What does "purchasers of a new tablet won’t ‘end up with a doorstop’" mean?

Washington Post (June 17) reports Barnes & Noble’s offer of tablet software update at a surprisingly cheap price under the title, “It’s official: Nook Tablets are now ridiculously cheap."

It says:

“(There are) rumors that the company might pull back on hardware in favor of selling content for other companies’ gadgets, and therefore (lots of folks) wonder if it’s holding a fire sale so it can exit the tablet market. Could be. But it’s also possible that B&N is trying to clear out its stock because it has new models in the works.

In either case, I don’t think people who buy a Nook HD or Nook HD+ are going to end up with a doorstop. Now that the tablets work with Google Play services, they’ll be useful no matter what Barnes & Noble ends up doing.”

I can’t pick the exact meaning of “end up with a doorstop.” "Doorstop" must be a metonym of something. I first took it for “doorstep.”

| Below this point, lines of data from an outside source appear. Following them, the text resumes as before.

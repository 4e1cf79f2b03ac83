//! LaTeX comparison table.
//!
//! One row per case: reference, abstract interpreter and subject success,
//! then the subject's failure reason. Rows where the subject passed come
//! first.

use crate::harness::{CaseResult, SuiteResults};
use crate::tools::ToolKind;
use crate::verdict::FailureReason;
use std::fmt;

/// One table row.
#[derive(Debug, Clone, PartialEq, Eq)]
pub struct ComparisonRow {
    /// Sanitized case id.
    pub key: String,
    /// Reference analyzer success.
    pub reference: bool,
    /// Abstract interpreter success.
    pub abstract_interpreter: bool,
    /// Subject analyzer success.
    pub subject: bool,
    /// Why the subject failed.
    pub subject_failure: FailureReason,
}

impl ComparisonRow {
    /// Build a row; unconfigured tools count as failed.
    pub fn new(id: &str, case: &CaseResult) -> Self {
        Self {
            key: sanitize_key(id),
            reference: case.passed(ToolKind::Reference),
            abstract_interpreter: case.passed(ToolKind::AbstractInterpreter),
            subject: case.passed(ToolKind::Subject),
            subject_failure: case
                .verdict(ToolKind::Subject)
                .map_or(FailureReason::None, |v| v.failure_reason),
        }
    }
}

impl fmt::Display for ComparisonRow {
    fn fmt(&self, f: &mut fmt::Formatter<'_>) -> fmt::Result {
        writeln!(
            f,
            "{} & {} & {} & {} & {} \\\\",
            self.key, self.reference, self.abstract_interpreter, self.subject, self.subject_failure
        )?;
        writeln!(f, "\\hline")
    }
}

/// Escape underscores and turn path separators into spaces.
pub fn sanitize_key(id: &str) -> String {
    id.replace('_', "\\_").replace('/', " ")
}

/// Rows in case-id order, then stably moved so subject successes lead.
pub fn rows(results: &SuiteResults) -> Vec<ComparisonRow> {
    let mut rows: Vec<ComparisonRow> = results
        .cases
        .iter()
        .map(|(id, case)| ComparisonRow::new(id, case))
        .collect();
    rows.sort_by_key(|row| !row.subject);
    rows
}

/// Render the full table.
pub fn render(results: &SuiteResults) -> String {
    rows(results).iter().map(ToString::to_string).collect()
}

#[cfg(test)]
mod tests {
    use super::*;
    use crate::verdict::ToolVerdict;
    use std::collections::BTreeMap;
    use std::time::Duration;

    fn verdict(reason: FailureReason) -> ToolVerdict {
        ToolVerdict {
            success: reason == FailureReason::None,
            failure_reason: reason,
            total_time: Duration::ZERO,
            raw_results: vec![],
        }
    }

    #[test]
    fn test_sanitize_key() {
        assert_eq!(
            sanitize_key("memory/double_free/01_a.c"),
            "memory double\\_free 01\\_a.c"
        );
    }

    #[test]
    fn test_row_format() {
        let mut case = BTreeMap::new();
        case.insert(ToolKind::Reference, verdict(FailureReason::None));
        case.insert(ToolKind::Subject, verdict(FailureReason::FalseNegative));
        let row = ComparisonRow::new("x_1.c", &CaseResult(case));

        assert_eq!(
            row.to_string(),
            "x\\_1.c & true & false & false & false negative \\\\\n\\hline\n"
        );
    }

    #[test]
    fn test_subject_successes_first_and_stable() {
        let mut cases = BTreeMap::new();
        for (id, reason) in [
            ("a", FailureReason::FalsePositive),
            ("b", FailureReason::None),
            ("c", FailureReason::FalseNegative),
            ("d", FailureReason::None),
        ] {
            let mut case = BTreeMap::new();
            case.insert(ToolKind::Subject, verdict(reason));
            cases.insert(id.to_string(), CaseResult(case));
        }
        let results = SuiteResults {
            cases,
            tools: vec![ToolKind::Subject],
        };

        let keys: Vec<String> = rows(&results).into_iter().map(|r| r.key).collect();
        assert_eq!(keys, vec!["b", "d", "a", "c"]);

        let table = render(&results);
        assert_eq!(table.lines().count(), 8);
        assert!(table.starts_with("b & false & false & true &  \\\\\n"));
    }
}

Does it mean a makeshift solution for sweeping out the company’s surplus inventory? Is this a set of phase? What does it mean?

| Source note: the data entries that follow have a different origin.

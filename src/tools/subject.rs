//! Adapter for the analyzer under evaluation.
//!
//! The subject analyzer is a clang-based tool, so it shares the reference
//! analyzer's stderr summary format. It is always invoked syntax-only.

use super::parse::parse_compiler_summary;
use super::{
    with_flags, CommandLine, ToolAdapter, ToolKind, ToolRunResult, SUPPRESS_RETURN_TYPE,
    SYNTAX_ONLY,
};
use crate::error::{BenchError, BenchResult};
use crate::process::ProcessRunner;
use std::path::{Path, PathBuf};

/// Runs the subject analyzer binary from its configured path.
#[derive(Debug, Clone)]
pub struct SubjectAnalyzer {
    path: PathBuf,
    runner: ProcessRunner,
}

impl SubjectAnalyzer {
    /// Create an adapter for the executable at `path`.
    ///
    /// The path is resolved to an absolute one because analyzers run inside
    /// per-invocation scratch directories.
    pub fn new(path: impl AsRef<Path>, runner: ProcessRunner) -> BenchResult<Self> {
        let path = path.as_ref();
        if !path.exists() {
            return Err(BenchError::MissingTool {
                path: path.to_path_buf(),
            });
        }
        let path = path
            .canonicalize()
            .map_err(|e| BenchError::io(format!("resolving {}", path.display()), e))?;

        Ok(Self { path, runner })
    }

    /// Absolute path of the executable.
    pub fn path(&self) -> &Path {
        &self.path
    }
}

impl ToolAdapter for SubjectAnalyzer {
    fn kind(&self) -> ToolKind {
        ToolKind::Subject
    }

    fn validate(&self) -> BenchResult<()> {
        if !self.path.exists() {
            return Err(BenchError::MissingTool {
                path: self.path.clone(),
            });
        }
        Ok(())
    }

    fn command_line(&self, options: &[String], file: &Path) -> CommandLine {
        CommandLine::new(&self.path)
            .args(with_flags(options, &[SUPPRESS_RETURN_TYPE, SYNTAX_ONLY]))
            .arg(file)
    }

    fn analyze(&self, options: &[String], file: &Path) -> BenchResult<ToolRunResult> {
        self.validate()?;
        let output = self.command_line(options, file).run(&self.runner)?;
        let counts = parse_compiler_summary(&output.stderr);
        Ok(ToolRunResult::from_output(self.kind(), output, counts))
    }
}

The term doorstop refers to a door-stopping device, “Any device or object used to halt the motion of a door, as a large or heavy object, a wedge, or some piece of hardware”. Like the terms boat anchor (“something obsolete, useless, and cumbersome [whose only] use is to be thrown into the water as a boat mooring”) and brick (“(technology, slang) An electronic device, especially a heavy box-shaped one, that has become non-functional or obsolete”), doorstop can be used to refer to obsolete and useless equipment.


A doorstop is a weighted item that holds open a door. A common doorstop (in simpler times) was a brick.

The reference to electronic devices as doorstops signifies that they have no more functionality than a brick. In general, it refers to obsolescence - the previous functionality of the device is long since gone, and you might as well use it as a doorstop. This was more obvious when electronic devices weighed more than a few ounces.

An interesting related usage is the verb, to brick, which means to render an electronic device useless, so that an unauthorized user cannot access the sensitive information of the owner. This is accomplished through remote software that renders the device no better than a doorstop.


The phrase means that the item in question is a piece of useless junk, having no more value than, say, its weight. Not being heavy enough to be used as a doorstop, however, the Nook could be useful as a paper weight, another idiom for something of little or no value that simply prevents papers from being blown off your desk. For example:

"My Playstation is fried and would cost too much to fix. I use it now as a paper weight."


In this case, "doorstop" means "useless item".

A bit like when people say a terrible letter is "fuel for the fire".

I would say it is a form of sarcasm. To imply one would use a complex item for a simple (and perhaps degrading) purpose; one which is vastly different to why it was created and probably insult whoever made it.

I'm sure you get the idea by now, just thought I would add a more concise and direct answer which gets to the point on line 1.